For gene expression analysis, the batch-normalized RNA-seq data generated with RSEM [28] from Illumina HiSeq_RNASeq_V2 (‘rna_seq_v2_mrna’) data was accessed from TCGA over cBioPortal. Gene expression data were available for 207/215 (96%) TCGA samples with known SARIFA-status. Missing values were replaced with zero counts. Among the samples, 11 samples could not be considered because of negative counts due to the batch correction. Differential expression analysis was performed with DESeq2 v1.36.0 [29] with counts rounded to an integer and Wald test without covariates or with sex included as a covariate in the linear model. CMS subtyping of samples was performed with CMScaller v2.0.1 [30] with the raw counts and with Entrez gene identifiers, 5000 permutations (random seed 31415), and an FDR (false discovery rate) threshold of 0.05. In both groups, 12–14% of the samples could not be confidently assigned a CMS subtype. Functional gene set analysis was performed with GO (Panther v16.0 with GO db as of 12/2021) [31], ShinyGo v0.77 [32], and GSEA (gene set enrichment analysis) v4.3.2 [33]. Gene and protein expression data were visualized with ggplot2 v3.4.2 [34] and networkD3 v0.4. Protein expression was accessed as processed RPPA (reverse phase protein assay) values from cBioPortal and visualized with ggplot2. Drug response predictions based on gene expression were established by deploying oncoPredict [35] with training data from the GDSC2 database [36]. The prediction model was run primarily with default settings (https://cran.r-project.org/web/packages/oncoPredict/oncoPredict.pdf).

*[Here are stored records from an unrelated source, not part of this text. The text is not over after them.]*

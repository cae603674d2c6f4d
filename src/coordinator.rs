//! Top-level wiring for the coordination core.
//!
//! [`Coordinator`] owns one instance of each subsystem and connects them:
//! the registry's `meal_plan` lock serializes the plan facade, the facade
//! backs the replay dispatcher, and the connectivity monitor's transitions
//! drive queue drains. Construction is plain dependency injection; nothing
//! here is a global.

use std::path::PathBuf;
use std::sync::{Arc, Mutex, MutexGuard, PoisonError};

use serde::Serialize;
use thiserror::Error;
use tokio::sync::mpsc;
use tokio::task::JoinHandle;

use crate::history::{AutosaveEvent, HistoryConfig, HistoryStack};
use crate::lock::{names, LockRegistry, LockStatus};
use crate::offline::{
    ConnectivityEvent, ConnectivityMonitor, ConnectivityProbe, ConnectivityState, HttpProbe,
    NetworkStatus, OfflineConfig, OfflineError, OfflineQueue, PlanDispatcher, QueueJournal,
    QueueStatus, QueuedOperation, SubmitOutcome,
};
use crate::plan::{PlanApi, PlanDraft, PlanResult, PlanStore, PlanStoreConfig, WeeklyPlan};

/// Errors raised while assembling the coordinator.
#[derive(Debug, Error)]
pub enum CoordinatorError {
    #[error("failed to build connectivity probe: {0}")]
    Probe(#[from] reqwest::Error),
}

/// Bundled configuration for every subsystem.
#[derive(Debug, Clone)]
pub struct CoordinatorConfig {
    /// Directory holding durable coordination state (the pending journal).
    pub data_dir: PathBuf,
    pub plans: PlanStoreConfig,
    pub history: HistoryConfig,
    pub offline: OfflineConfig,
}

impl CoordinatorConfig {
    pub fn new(data_dir: impl Into<PathBuf>) -> Self {
        Self {
            data_dir: data_dir.into(),
            plans: PlanStoreConfig::new(),
            history: HistoryConfig::new(),
            offline: OfflineConfig::new(),
        }
    }

    /// Defaults with `MEALSYNC_*` environment overrides applied.
    pub fn from_env(data_dir: impl Into<PathBuf>) -> Self {
        Self {
            offline: OfflineConfig::from_env(),
            ..Self::new(data_dir)
        }
    }

    pub fn with_plans(mut self, plans: PlanStoreConfig) -> Self {
        self.plans = plans;
        self
    }

    pub fn with_history(mut self, history: HistoryConfig) -> Self {
        self.history = history;
        self
    }

    pub fn with_offline(mut self, offline: OfflineConfig) -> Self {
        self.offline = offline;
        self
    }
}

/// Combined snapshot of every subsystem, for status surfaces.
#[derive(Debug, Clone, Serialize)]
pub struct CoordinatorStatus {
    pub locks: Vec<LockStatus>,
    pub queue: QueueStatus,
    pub network: NetworkStatus,
}

/// Owns and wires the lock registry, plan facade, history stack,
/// connectivity monitor, and offline queue.
pub struct Coordinator {
    locks: Arc<LockRegistry>,
    plans: Arc<PlanStore>,
    history: Arc<HistoryStack>,
    monitor: Arc<ConnectivityMonitor>,
    queue: Arc<OfflineQueue>,
    connectivity_events: Mutex<Option<mpsc::Receiver<ConnectivityEvent>>>,
    listener: Mutex<Option<JoinHandle<()>>>,
}

impl Coordinator {
    /// Assemble with an HTTP probe against the configured endpoint.
    /// `initial` is the platform's currently reported connectivity.
    pub fn new(
        api: Arc<dyn PlanApi>,
        initial: ConnectivityState,
        config: CoordinatorConfig,
    ) -> Result<(Self, mpsc::Receiver<AutosaveEvent>), CoordinatorError> {
        let probe = Arc::new(HttpProbe::new(config.offline.probe_url.clone())?);
        Ok(Self::with_probe(api, probe, initial, config))
    }

    /// Assemble with an injected probe.
    pub fn with_probe(
        api: Arc<dyn PlanApi>,
        probe: Arc<dyn ConnectivityProbe>,
        initial: ConnectivityState,
        config: CoordinatorConfig,
    ) -> (Self, mpsc::Receiver<AutosaveEvent>) {
        let locks = Arc::new(LockRegistry::new());
        let plan_lock = locks.lock(names::MEAL_PLAN);
        let plans = Arc::new(PlanStore::with_config(api, plan_lock, config.plans));

        let (history, autosave_events) = HistoryStack::new(config.history);
        let history = Arc::new(history);

        let (monitor, connectivity_events) =
            ConnectivityMonitor::new(probe, initial, config.offline.probe_interval);
        let monitor = Arc::new(monitor);

        let dispatcher = Arc::new(PlanDispatcher::new(Arc::clone(&plans)));
        let journal = QueueJournal::new(&config.data_dir);
        let queue = Arc::new(OfflineQueue::new(
            config.offline,
            Arc::clone(&monitor),
            dispatcher,
            journal,
        ));

        (
            Self {
                locks,
                plans,
                history,
                monitor,
                queue,
                connectivity_events: Mutex::new(Some(connectivity_events)),
                listener: Mutex::new(None),
            },
            autosave_events,
        )
    }

    /// Bring the coordinator online: start the probe loop, reload the
    /// pending journal, hook queue drains to connectivity transitions, and
    /// replay immediately when already connected. Returns the number of
    /// journaled operations restored. Only the first call restores and
    /// wires the drain listener; repeat calls keep the probe loop running
    /// and return 0, so pending work is never loaded twice.
    pub async fn start(&self) -> usize {
        self.monitor.start();
        let Some(events) = self.events_guard().take() else {
            return 0;
        };
        let restored = self.queue.restore();
        *self.listener_guard() = Some(self.queue.start(events));
        if self.monitor.is_online() {
            self.queue.drain().await;
        }
        restored
    }

    /// Stop background work: the probe loop, the drain listener, and any
    /// debounced autosave still pending.
    pub async fn shutdown(&self) {
        self.monitor.stop().await;
        let listener = self.listener_guard().take();
        if let Some(handle) = listener {
            handle.abort();
            let _ = handle.await;
        }
        self.history.cancel_pending_autosave();
    }

    /// Save a weekly plan through the offline queue.
    pub async fn submit_save(&self, draft: PlanDraft) -> Result<SubmitOutcome, OfflineError> {
        self.queue
            .submit(QueuedOperation::SavePlan(draft), "save weekly plan")
            .await
    }

    /// Delete a weekly plan through the offline queue.
    pub async fn submit_delete(
        &self,
        plan_id: impl Into<String>,
    ) -> Result<SubmitOutcome, OfflineError> {
        self.queue
            .submit(
                QueuedOperation::DeletePlan {
                    plan_id: plan_id.into(),
                },
                "delete weekly plan",
            )
            .await
    }

    /// Load a weekly plan directly through the facade. Loads outrank queued
    /// writes on the shared lock, so this stays responsive mid-drain.
    pub async fn load_plan(
        &self,
        user_id: &str,
        week_start: &str,
    ) -> PlanResult<Option<WeeklyPlan>> {
        self.plans.load(user_id, week_start).await
    }

    pub fn status(&self) -> CoordinatorStatus {
        CoordinatorStatus {
            locks: self.locks.status(),
            queue: self.queue.status(),
            network: self.monitor.status(),
        }
    }

    pub fn locks(&self) -> Arc<LockRegistry> {
        Arc::clone(&self.locks)
    }

    pub fn plans(&self) -> Arc<PlanStore> {
        Arc::clone(&self.plans)
    }

    pub fn history(&self) -> Arc<HistoryStack> {
        Arc::clone(&self.history)
    }

    pub fn monitor(&self) -> Arc<ConnectivityMonitor> {
        Arc::clone(&self.monitor)
    }

    pub fn queue(&self) -> Arc<OfflineQueue> {
        Arc::clone(&self.queue)
    }

    fn events_guard(&self) -> MutexGuard<'_, Option<mpsc::Receiver<ConnectivityEvent>>> {
        self.connectivity_events
            .lock()
            .unwrap_or_else(PoisonError::into_inner)
    }

    fn listener_guard(&self) -> MutexGuard<'_, Option<JoinHandle<()>>> {
        self.listener.lock().unwrap_or_else(PoisonError::into_inner)
    }
}

impl std::fmt::Debug for Coordinator {
    fn fmt(&self, f: &mut std::fmt::Formatter<'_>) -> std::fmt::Result {
        f.debug_struct("Coordinator")
            .field("network", &self.monitor.state())
            .field("pending", &self.queue.pending_len())
            .finish_non_exhaustive()
    }
}

#[cfg(test)]
mod tests {
    use super::*;
    use crate::plan::MemoryPlanApi;
    use async_trait::async_trait;
    use serde_json::json;
    use std::time::Duration;
    use tempfile::TempDir;

    struct StaticProbe(bool);

    #[async_trait]
    impl ConnectivityProbe for StaticProbe {
        async fn check(&self) -> bool {
            self.0
        }
    }

    fn coordinator(
        initial: ConnectivityState,
        dir: &TempDir,
    ) -> (
        Coordinator,
        Arc<MemoryPlanApi>,
        mpsc::Receiver<AutosaveEvent>,
    ) {
        let api = Arc::new(MemoryPlanApi::new());
        let config = CoordinatorConfig::new(dir.path())
            .with_offline(OfflineConfig::new().with_probe_interval(Duration::from_secs(3_600)));
        let (coordinator, autosave_events) = Coordinator::with_probe(
            Arc::clone(&api) as Arc<dyn PlanApi>,
            Arc::new(StaticProbe(true)),
            initial,
            config,
        );
        (coordinator, api, autosave_events)
    }

    fn draft(week: &str) -> PlanDraft {
        PlanDraft::new("user-1", week, json!({"monday": ["oatmeal"]}))
    }

    #[tokio::test]
    async fn online_save_lands_in_the_backend_and_loads_back() {
        let dir = TempDir::new().unwrap();
        let (coordinator, api, _autosave) = coordinator(ConnectivityState::Online, &dir);

        let outcome = coordinator.submit_save(draft("2025-03-10")).await.unwrap();
        assert_eq!(outcome, SubmitOutcome::Completed);
        assert_eq!(api.record_count().await, 1);

        let loaded = coordinator.load_plan("user-1", "2025-03-10").await.unwrap();
        assert_eq!(loaded.unwrap().meals, json!({"monday": ["oatmeal"]}));
    }

    #[tokio::test]
    async fn offline_saves_drain_when_connectivity_returns() {
        let dir = TempDir::new().unwrap();
        let (coordinator, api, _autosave) = coordinator(ConnectivityState::Offline, &dir);
        coordinator.start().await;

        let outcome = coordinator.submit_save(draft("2025-03-10")).await.unwrap();
        assert_eq!(outcome, SubmitOutcome::Queued);
        assert_eq!(api.record_count().await, 0);
        assert_eq!(coordinator.status().queue.pending, 1);

        coordinator.monitor().report_online();
        tokio::time::sleep(Duration::from_millis(50)).await;

        assert_eq!(coordinator.status().queue.pending, 0);
        assert_eq!(api.record_count().await, 1);
        coordinator.shutdown().await;
    }

    #[tokio::test]
    async fn start_replays_the_journal_from_a_previous_run() {
        let dir = TempDir::new().unwrap();
        {
            let (previous, _api, _autosave) = coordinator(ConnectivityState::Offline, &dir);
            previous.submit_save(draft("2025-03-10")).await.unwrap();
            previous.submit_save(draft("2025-03-17")).await.unwrap();
        }

        let (coordinator, api, _autosave) = coordinator(ConnectivityState::Online, &dir);
        let restored = coordinator.start().await;
        assert_eq!(restored, 2);
        assert_eq!(coordinator.status().queue.pending, 0);
        assert_eq!(api.record_count().await, 2);
        coordinator.shutdown().await;
    }

    #[tokio::test]
    async fn repeated_start_does_not_duplicate_restored_work() {
        let dir = TempDir::new().unwrap();
        {
            let (previous, _api, _autosave) = coordinator(ConnectivityState::Offline, &dir);
            previous.submit_save(draft("2025-03-10")).await.unwrap();
        }

        let (coordinator, api, _autosave) = coordinator(ConnectivityState::Offline, &dir);
        assert_eq!(coordinator.start().await, 1);
        assert_eq!(coordinator.start().await, 0);
        assert_eq!(coordinator.status().queue.pending, 1);
        assert_eq!(api.record_count().await, 0);
        coordinator.shutdown().await;
    }

    #[tokio::test]
    async fn status_reports_every_subsystem() {
        let dir = TempDir::new().unwrap();
        let (coordinator, _api, _autosave) = coordinator(ConnectivityState::Offline, &dir);

        let status = coordinator.status();
        assert!(status
            .locks
            .iter()
            .any(|lock| lock.name == names::MEAL_PLAN));
        assert_eq!(status.queue.capacity, 50);
        assert_eq!(status.network.state, ConnectivityState::Offline);
    }

    #[tokio::test]
    async fn shutdown_stops_background_work() {
        let dir = TempDir::new().unwrap();
        let (coordinator, _api, _autosave) = coordinator(ConnectivityState::Online, &dir);
        coordinator.start().await;
        assert!(coordinator.monitor().is_running());

        coordinator.shutdown().await;
        assert!(!coordinator.monitor().is_running());
    }
}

Availability of molecular and image data

The dataset(s) supporting the conclusions of this article are included within the article (and its additional files). Molecular and image data are publicly available at https://portal.gdc.cancer.gov/ and https://www.cbioportal.org/.

SARIFA-status of the cases can also be found in detail in Additional File 1.

Results

SARIFA is associated with poor outcomes in TCGA-CRC

In our classified TCGA-CRC cases (n = 207), overall 69 patients (33.3%) presented with SARIFA-positive CRC. While age at diagnosis, patient weight, and length of follow-up did not differ based on SARIFA-status, SARIFA-positivity in primary CRC tumor tissue was significantly associated with adverse features such as higher pT stage, lymph node and distant metastasis, higher AJCC stage, occurrences of deaths and new neoplasms post initial therapy (each p-value at least <0.01, chi-squared test). Regarding MSI (microsatellite instability), BRAF status, and TCGA subtypes based on driver mutations, no SARIFA-dependent differences were evident. Clinicopathological features of the cohort with regard to SARIFA-status are displayed in detail in Table 1.

Table 1 Clinicopathological Characteristics of TCGA cohorts COAD and READ with regards to SARIFA.

Next, we studied survival endpoints using Kaplan–Meier analysis (Fig. 2A–F). Here, SARIFA-positive CRC patients were characterized by a significantly decreased OS, progression-free survival (PFS), and disease-specific survival (DSS) throughout all T-stages and also when only considering locally advanced T3/T4 CRCs (each p-value at least **<0.01, log-rank test). In particular, Kaplan–Meier curves regarding PFS separated impressively (median months PFS: SARIFA-positive: 22.62 [19.04–NA], SARIFA-negative: not reached).

Fig. 2: Kaplan–Meier curves of colorectal cancer patients in TCGA based on SARIFA-status.
figure 2

Survival rates differ significantly depending on SARIFA-status. A–C All T stages included. D–F Only T3 and T4 (T4a as well as T4b) tumors were included. A, D Overall survival. B, E: Disease-specific survival. C, F Progression-free survival. G–I Forest plots of multivariate Cox regression analysis adjusted for all parameters that were statistically significant in univariate analysis. SARIFA-negative, blue; SARIFA-positive, red. SARIFA Stroma AReactive Invasion Front Areas.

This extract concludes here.